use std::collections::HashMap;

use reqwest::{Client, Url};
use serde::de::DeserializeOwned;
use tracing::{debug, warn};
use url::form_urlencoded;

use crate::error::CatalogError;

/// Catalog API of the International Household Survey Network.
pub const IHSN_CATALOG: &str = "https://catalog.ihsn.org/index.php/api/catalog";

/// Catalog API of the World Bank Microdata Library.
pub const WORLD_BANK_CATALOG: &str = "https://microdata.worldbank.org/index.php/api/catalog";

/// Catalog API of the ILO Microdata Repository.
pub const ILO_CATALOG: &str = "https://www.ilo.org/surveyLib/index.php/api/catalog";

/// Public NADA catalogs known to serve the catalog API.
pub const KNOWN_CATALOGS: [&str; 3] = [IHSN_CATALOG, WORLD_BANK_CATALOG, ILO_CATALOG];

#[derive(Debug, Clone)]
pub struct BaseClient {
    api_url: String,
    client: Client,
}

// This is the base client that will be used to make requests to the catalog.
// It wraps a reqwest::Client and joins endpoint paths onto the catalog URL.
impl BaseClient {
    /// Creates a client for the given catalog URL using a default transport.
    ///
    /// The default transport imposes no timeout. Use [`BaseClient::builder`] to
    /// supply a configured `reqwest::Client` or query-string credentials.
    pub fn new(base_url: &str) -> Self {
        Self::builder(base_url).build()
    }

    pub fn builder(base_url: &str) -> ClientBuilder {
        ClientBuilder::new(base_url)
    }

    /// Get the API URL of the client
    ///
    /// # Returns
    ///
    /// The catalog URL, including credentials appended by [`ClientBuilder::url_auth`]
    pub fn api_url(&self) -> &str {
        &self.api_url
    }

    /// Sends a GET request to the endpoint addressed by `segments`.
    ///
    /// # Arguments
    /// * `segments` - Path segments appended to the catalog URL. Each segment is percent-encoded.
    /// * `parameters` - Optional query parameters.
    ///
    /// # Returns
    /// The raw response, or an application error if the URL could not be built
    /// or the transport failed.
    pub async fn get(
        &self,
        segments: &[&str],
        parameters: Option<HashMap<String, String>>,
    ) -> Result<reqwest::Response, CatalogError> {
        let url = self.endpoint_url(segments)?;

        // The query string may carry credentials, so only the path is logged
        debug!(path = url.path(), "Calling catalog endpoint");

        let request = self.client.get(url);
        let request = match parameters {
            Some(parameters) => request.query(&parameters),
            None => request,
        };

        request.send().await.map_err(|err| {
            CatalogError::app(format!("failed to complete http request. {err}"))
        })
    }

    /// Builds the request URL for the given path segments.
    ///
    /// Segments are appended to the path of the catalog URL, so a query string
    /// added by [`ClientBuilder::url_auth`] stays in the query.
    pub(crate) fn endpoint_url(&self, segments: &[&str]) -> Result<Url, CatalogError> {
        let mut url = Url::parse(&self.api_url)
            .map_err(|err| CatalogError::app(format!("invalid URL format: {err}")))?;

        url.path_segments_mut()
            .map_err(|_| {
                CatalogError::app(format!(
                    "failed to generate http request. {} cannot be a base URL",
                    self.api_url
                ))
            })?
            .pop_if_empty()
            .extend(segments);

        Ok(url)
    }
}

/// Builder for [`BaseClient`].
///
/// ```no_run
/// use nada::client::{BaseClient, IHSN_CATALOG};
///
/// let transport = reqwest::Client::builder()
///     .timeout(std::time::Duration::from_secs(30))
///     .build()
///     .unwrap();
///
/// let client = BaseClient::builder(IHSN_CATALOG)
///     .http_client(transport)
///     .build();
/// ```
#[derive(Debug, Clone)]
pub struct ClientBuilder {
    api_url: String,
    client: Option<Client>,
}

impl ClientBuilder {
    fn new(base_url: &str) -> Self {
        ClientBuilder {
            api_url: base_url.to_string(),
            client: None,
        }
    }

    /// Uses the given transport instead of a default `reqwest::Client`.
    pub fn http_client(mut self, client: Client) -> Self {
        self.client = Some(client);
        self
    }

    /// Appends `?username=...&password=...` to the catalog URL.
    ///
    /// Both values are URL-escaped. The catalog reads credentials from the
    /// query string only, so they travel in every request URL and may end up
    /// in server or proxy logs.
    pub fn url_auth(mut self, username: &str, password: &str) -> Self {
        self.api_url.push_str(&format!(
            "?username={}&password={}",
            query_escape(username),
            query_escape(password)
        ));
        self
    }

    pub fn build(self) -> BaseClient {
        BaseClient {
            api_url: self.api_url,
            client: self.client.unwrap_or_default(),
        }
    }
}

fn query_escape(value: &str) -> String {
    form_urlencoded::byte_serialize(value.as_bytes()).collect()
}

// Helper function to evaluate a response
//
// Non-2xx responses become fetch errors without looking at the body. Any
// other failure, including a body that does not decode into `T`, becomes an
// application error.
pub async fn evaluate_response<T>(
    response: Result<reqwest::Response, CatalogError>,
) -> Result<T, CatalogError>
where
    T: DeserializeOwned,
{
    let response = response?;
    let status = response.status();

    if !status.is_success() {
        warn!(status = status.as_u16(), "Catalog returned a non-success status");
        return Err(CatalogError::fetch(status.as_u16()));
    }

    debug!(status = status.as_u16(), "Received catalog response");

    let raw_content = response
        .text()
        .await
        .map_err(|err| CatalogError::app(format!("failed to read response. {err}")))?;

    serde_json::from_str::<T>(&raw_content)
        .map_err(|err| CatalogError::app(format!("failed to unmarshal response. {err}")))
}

- - - - -

Report the lines above that contain "fetch".

// Non-2xx responses become fetch errors without looking at the body. Any
        return Err(CatalogError::fetch(status.as_u16()));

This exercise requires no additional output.